En contexto macro–económico
Frutos de economía positiva anticipan equilibrio fiscal
• Indicadores son los mejores, pero avanzan en desmedro de consumidores.
Al cierre del primer semestre de la gestión en curso, la actividad económica en el país continúa marcando una tendencia positiva de crecimiento, por el ciclo favorable de los productos de exportación, por efecto de un contexto externo que continúa reflejando buenas condiciones de precios y volúmenes de demanda de los mercados internacionales, principalmente en el caso de los hidrocarburos y minerales, hace prever que en la presente gestión el desempeño del comercio exterior registrará nuevamente un saldo positivo que repercutirá en mayores reservas internacionales.
En ese contexto, también debe destacarse que continúa siendo importante el flujo de divisas provenientes de remesas del exterior, como ha venido sucediendo en los últimos años y que ha permitido acumular una importante cantidad de reservas monetarias.
En el ámbito monetario, se observó un importante crecimiento de la cantidad de dinero en circulación, como resultado de la mayor dinámica de la economía y por las transferencias de recursos financieros provenientes del exterior.

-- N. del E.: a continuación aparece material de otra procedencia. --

// Per-step retry policy with pluggable backoff
//
// Decisions are pure functions of (attempt count, error); the mutable
// per-attempt bookkeeping lives in RetryState, owned by the run.

use crate::errors::StepError;
use chrono::{DateTime, Utc};
use rand::Rng;
use std::fmt;
use std::sync::Arc;
use std::time::Duration;

/// Default maximum number of retries after the first failure
pub const MAX_RETRIES: u32 = 10;

/// Backoff trait for calculating the delay before a retry
pub trait Backoff: Send + Sync {
    /// Delay before retrying after the `attempt`-th consecutive failure (1-based)
    fn delay(&self, attempt: u32) -> Duration;
}

/// Fixed delay backoff
#[derive(Debug, Clone)]
pub struct FixedDelay {
    delay: Duration,
}

impl FixedDelay {
    pub fn new(delay: Duration) -> Self {
        Self { delay }
    }
}

impl Backoff for FixedDelay {
    fn delay(&self, _attempt: u32) -> Duration {
        self.delay
    }
}

/// Exponential backoff with jitter
/// Sequence: base, base*3, base*9, ... capped at max_delay
/// Jitter: random value added to prevent thundering herd
#[derive(Debug, Clone)]
pub struct ExponentialBackoff {
    /// Base delay in seconds (default: 1)
    base_delay_secs: u64,
    /// Maximum delay in seconds (default: 300)
    max_delay_secs: u64,
    /// Jitter factor (0.0 to 1.0, default: 0.1 = 10%)
    jitter_factor: f64,
}

impl Default for ExponentialBackoff {
    fn default() -> Self {
        Self {
            base_delay_secs: 1,
            max_delay_secs: 300,
            jitter_factor: 0.1,
        }
    }
}

impl ExponentialBackoff {
    pub fn new() -> Self {
        Self::default()
    }

    pub fn with_config(base_delay_secs: u64, max_delay_secs: u64, jitter_factor: f64) -> Self {
        Self {
            base_delay_secs,
            max_delay_secs,
            jitter_factor: jitter_factor.clamp(0.0, 1.0),
        }
    }

    /// Exponential delay without jitter, in seconds
    fn calculate_base_delay(&self, attempt: u32) -> u64 {
        let exponent = attempt.saturating_sub(1);
        let factor = 3_u64.checked_pow(exponent).unwrap_or(u64::MAX);
        self.base_delay_secs
            .saturating_mul(factor)
            .min(self.max_delay_secs)
    }

    /// Add random jitter, returns milliseconds
    fn add_jitter_ms(&self, base_delay_secs: u64) -> u64 {
        let base_delay_ms = base_delay_secs.saturating_mul(1000);
        if self.jitter_factor == 0.0 {
            return base_delay_ms;
        }

        let jitter_range_ms = (base_delay_ms as f64 * self.jitter_factor) as u64;
        let jitter_ms = if jitter_range_ms > 0 {
            rand::thread_rng().gen_range(0..=jitter_range_ms)
        } else {
            0
        };

        base_delay_ms.saturating_add(jitter_ms)
    }
}

impl Backoff for ExponentialBackoff {
    fn delay(&self, attempt: u32) -> Duration {
        let base_delay_secs = self.calculate_base_delay(attempt);
        Duration::from_millis(self.add_jitter_ms(base_delay_secs))
    }
}

/// Predicate deciding whether a step error may be retried
pub type RetriablePredicate = Arc<dyn Fn(&StepError) -> bool + Send + Sync>;

/// Outcome of a retry decision
#[derive(Debug, Clone, Copy, PartialEq, Eq)]
pub struct RetryDecision {
    pub retry: bool,
    pub delay: Duration,
}

impl RetryDecision {
    pub fn give_up() -> Self {
        Self {
            retry: false,
            delay: Duration::ZERO,
        }
    }
}

/// Retry policy applied to every step of a run
#[derive(Clone)]
pub struct RetryPolicy {
    max_retries: u32,
    backoff: Arc<dyn Backoff>,
    is_retriable: RetriablePredicate,
}

impl fmt::Debug for RetryPolicy {
    fn fmt(&self, f: &mut fmt::Formatter<'_>) -> fmt::Result {
        f.debug_struct("RetryPolicy")
            .field("max_retries", &self.max_retries)
            .finish_non_exhaustive()
    }
}

impl Default for RetryPolicy {
    /// Ten retries, one second apart, default error classification
    fn default() -> Self {
        Self::new(MAX_RETRIES, Arc::new(FixedDelay::new(Duration::from_secs(1))))
    }
}

impl RetryPolicy {
    pub fn new(max_retries: u32, backoff: Arc<dyn Backoff>) -> Self {
        Self {
            max_retries,
            backoff,
            is_retriable: Arc::new(StepError::is_retriable),
        }
    }

    /// A policy that never retries
    pub fn none() -> Self {
        Self::new(0, Arc::new(FixedDelay::new(Duration::ZERO)))
    }

    /// Replace the retriable-error classification
    pub fn with_predicate<F>(mut self, predicate: F) -> Self
    where
        F: Fn(&StepError) -> bool + Send + Sync + 'static,
    {
        self.is_retriable = Arc::new(predicate);
        self
    }

    pub fn max_retries(&self) -> u32 {
        self.max_retries
    }

    pub fn is_retriable(&self, error: &StepError) -> bool {
        (self.is_retriable)(error)
    }

    /// Decide whether to retry after the `attempt_count`-th consecutive failure.
    ///
    /// Retries while `attempt_count <= max_retries`; non-retriable errors
    /// fail immediately regardless of the count.
    pub fn should_retry(&self, attempt_count: u32, error: &StepError) -> RetryDecision {
        if !self.is_retriable(error) {
            return RetryDecision::give_up();
        }
        if attempt_count == 0 || attempt_count > self.max_retries {
            return RetryDecision::give_up();
        }
        RetryDecision {
            retry: true,
            delay: self.backoff.delay(attempt_count),
        }
    }
}

/// Retry bookkeeping for one step within one run
#[derive(Debug, Clone, PartialEq, Eq)]
pub struct RetryState {
    pub step_id: String,
    pub attempt_count: u32,
    pub last_error: Option<StepError>,
    pub next_retry_at: Option<DateTime<Utc>>,
}

impl RetryState {
    pub fn new(step_id: impl Into<String>) -> Self {
        Self {
            step_id: step_id.into(),
            attempt_count: 0,
            last_error: None,
            next_retry_at: None,
        }
    }

    /// Record a failure and consult the policy
    pub fn record_failure(&mut self, policy: &RetryPolicy, error: StepError) -> RetryDecision {
        self.attempt_count += 1;
        let decision = policy.should_retry(self.attempt_count, &error);
        self.last_error = Some(error);
        self.next_retry_at = if decision.retry {
            chrono::Duration::from_std(decision.delay)
                .ok()
                .map(|delay| Utc::now() + delay)
        } else {
            None
        };
        decision
    }

    /// Failed attempts recorded so far
    pub fn attempts(&self) -> u32 {
        self.attempt_count
    }
}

Por otra parte, en los primeros seis meses de este año, la liquidez total en la economía se incrementó consecutivamente, alentado por el mayor crecimiento de los depósitos del público captados por las entidades financieras y, en menor proporción, por el crecimiento de la base monetaria que propició el Banco Central de Bolivia (BCB).
Sin embargo, debe anotarse que esa mayor liquidez ha tenido como contrapartida un importante crecimiento de la inflación acumulada. Los datos al primer semestre muestran que la misma se sitúa alrededor de 6,7 por ciento y es altamente probable que la misa se duplique fácilmente hasta fin de año.

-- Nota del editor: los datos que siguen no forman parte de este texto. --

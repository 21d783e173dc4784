// Common library for the partitioned trigger engine: partitions, triggers,
// seen-key tracking, retry policy and run execution

pub mod config;
pub mod errors;
pub mod executor;
pub mod models;
pub mod partition;
pub mod request;
pub mod retry;
pub mod schedule;
pub mod scheduler;
pub mod seen;
pub mod sensor;
pub mod storage;
pub mod telemetry;
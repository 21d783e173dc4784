// Redis client for seen-key persistence and the aggregation sink
// No unwrap(), use #[tracing::instrument], proper error handling

use crate::config::RedisConfig;
use crate::errors::StorageError;
use redis::aio::ConnectionManager;
use redis::{AsyncCommands, Client};
use tracing::{debug, info, instrument};

/// Redis client wrapper; the connection manager reconnects automatically
#[derive(Clone)]
pub struct RedisClient {
    manager: ConnectionManager,
}

impl RedisClient {
    #[instrument(skip(config), fields(redis_url = %config.url()))]
    pub async fn new(config: &RedisConfig) -> Result<Self, StorageError> {
        info!("Connecting to Redis");

        let client = Client::open(config.url().as_str()).map_err(|e| {
            StorageError::ConnectionFailed(format!("Failed to create Redis client: {}", e))
        })?;

        let manager = ConnectionManager::new(client).await.map_err(|e| {
            StorageError::ConnectionFailed(format!("Failed to connect to Redis: {}", e))
        })?;

        info!("Redis connection established");
        Ok(Self { manager })
    }

    /// Get a connection handle
    pub fn get_connection(&self) -> ConnectionManager {
        self.manager.clone()
    }

    /// Health check - ping Redis
    #[instrument(skip(self))]
    pub async fn health_check(&self) -> Result<(), StorageError> {
        let mut conn = self.get_connection();

        let response: String = redis::cmd("PING")
            .query_async(&mut conn)
            .await
            .map_err(|e| StorageError::RedisError(format!("Health check failed: {}", e)))?;

        if response != "PONG" {
            return Err(StorageError::RedisError(format!(
                "Unexpected PING response: {}",
                response
            )));
        }

        Ok(())
    }

    /// Store a string value under `key`
    #[instrument(skip(self, value))]
    pub async fn put_data(&self, key: &str, value: &str) -> Result<(), StorageError> {
        let mut conn = self.get_connection();
        let _: () = conn.set(key, value).await?;
        debug!(key = %key, "Value stored in Redis");
        Ok(())
    }
}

Bolivianización de la moneda
De acuerdo con la política monetaria diseñada por el Banco central de Bolivia (BCB), la misma tiene continuidad en el proceso de apreciación de la moneda nacional con respecto al dólar norteamericano, reflejándose en la caída de la cotización del dólar en cuatro oportunidades durante los últimos seis meses.
Esta orientación de la política cambiaria, comulga con lo que ocurre en países de la región, los que también asumen políticas similares de apreciación de sus monedas locales, como en su momento lo explicó el ministro de Hacienda, Luis Arce Catacora, al mencionar la apreciación de las monedas regionales respecto al patrón dólar.

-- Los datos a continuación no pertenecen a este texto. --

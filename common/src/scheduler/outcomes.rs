// Terminal outcomes of the runs a trigger emitted
//
// Outcomes are consumed for logging and counting only; they never feed back
// into which requests a trigger emits.

use crate::executor::RunExecutor;
use crate::models::{RunOutcome, RunStatus};
use crate::telemetry;
use std::collections::HashSet;
use tokio::sync::broadcast::error::RecvError;
use tokio::sync::{broadcast, Mutex};
use tracing::{debug, info, warn};

/// Terminal outcome counts for one trigger
#[derive(Debug, Clone, Copy, Default, PartialEq, Eq)]
pub struct OutcomeTally {
    pub succeeded: u64,
    pub failed: u64,
}

/// Follows the runs a trigger handed to its executor until they finish
pub struct OutcomeTracker {
    trigger: String,
    receiver: Mutex<Option<broadcast::Receiver<RunOutcome>>>,
    reported: bool,
    pending: Mutex<HashSet<String>>,
    tally: Mutex<OutcomeTally>,
}

impl OutcomeTracker {
    /// Subscribe to the executor's outcomes; executors without an outcome
    /// stream leave the tracker inert
    pub fn new(trigger: impl Into<String>, executor: &dyn RunExecutor) -> Self {
        let receiver = executor.outcomes();
        Self {
            trigger: trigger.into(),
            reported: receiver.is_some(),
            receiver: Mutex::new(receiver),
            pending: Mutex::new(HashSet::new()),
            tally: Mutex::new(OutcomeTally::default()),
        }
    }

    /// Start following `run_key`. Returns false if it was already followed
    /// or the executor reports no outcomes.
    pub async fn track(&self, run_key: &str) -> bool {
        if !self.reported {
            return false;
        }
        self.pending.lock().await.insert(run_key.to_string())
    }

    /// Stop following a key whose submission was not accepted
    pub async fn forget(&self, run_key: &str) {
        self.pending.lock().await.remove(run_key);
    }

    /// Next outcome published by the executor, from any trigger.
    ///
    /// Never resolves once the executor's stream has closed.
    pub async fn next_outcome(&self) -> RunOutcome {
        let mut receiver = self.receiver.lock().await;
        loop {
            let Some(rx) = receiver.as_mut() else {
                return std::future::pending().await;
            };
            match rx.recv().await {
                Ok(outcome) => return outcome,
                Err(RecvError::Lagged(skipped)) => {
                    warn!(trigger = %self.trigger, skipped, "Run outcome stream lagged, outcomes lost");
                }
                Err(RecvError::Closed) => {
                    debug!(trigger = %self.trigger, "Run outcome stream closed");
                    *receiver = None;
                }
            }
        }
    }

    /// Log and count `outcome` if it belongs to a run this trigger emitted
    pub async fn observe(&self, outcome: &RunOutcome) -> bool {
        if outcome.status == RunStatus::Running {
            return false;
        }
        if !self.pending.lock().await.remove(&outcome.run_key) {
            return false;
        }

        let mut tally = self.tally.lock().await;
        if outcome.status == RunStatus::Succeeded {
            tally.succeeded += 1;
            info!(trigger = %self.trigger, run_key = %outcome.run_key, "Emitted run succeeded");
        } else {
            tally.failed += 1;
            warn!(
                trigger = %self.trigger,
                run_key = %outcome.run_key,
                error = outcome.error.as_deref().unwrap_or("unknown"),
                "Emitted run failed"
            );
        }
        telemetry::record_trigger_run_outcome(&self.trigger, outcome.status.as_str());
        true
    }

    pub async fn tally(&self) -> OutcomeTally {
        *self.tally.lock().await
    }

    /// Runs emitted and not yet finished
    pub async fn pending(&self) -> usize {
        self.pending.lock().await.len()
    }
}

En todo caso, es evidente que la política cambiaria está acompañando a los esfuerzos que desde hace varios años se realiza en procura de bolivianizar la economía, de modo que se logre privilegiar el uso de la moneda local tanto como sea posible, en su función de medio de pago y en la de depósito de valor.
No obstante, también se debe evaluar otras perspectivas, como la del sector exportador, cuyos efectos podrían representar una disminución de los niveles de competitividad.
Sin déficit fiscal
En el caso del saldo neto del balance del sector fiscal, nuevamente se contabiliza resultados positivos en los pasados seis meses de gestión, originado en el buen desempeño de los ingresos por renta interna y por recaudaciones aduaneras.
El aporte de la renta por hidrocarburos continúa siendo un componente importante de los ingresos del Estado. Las autoridades gubernamentales han previsto en el presupuesto general de la nación (PGN), una meta de desempeño fiscal de 3.4 por ciento respecto del Producto Interno Bruto (PIB) hasta finales del presente año.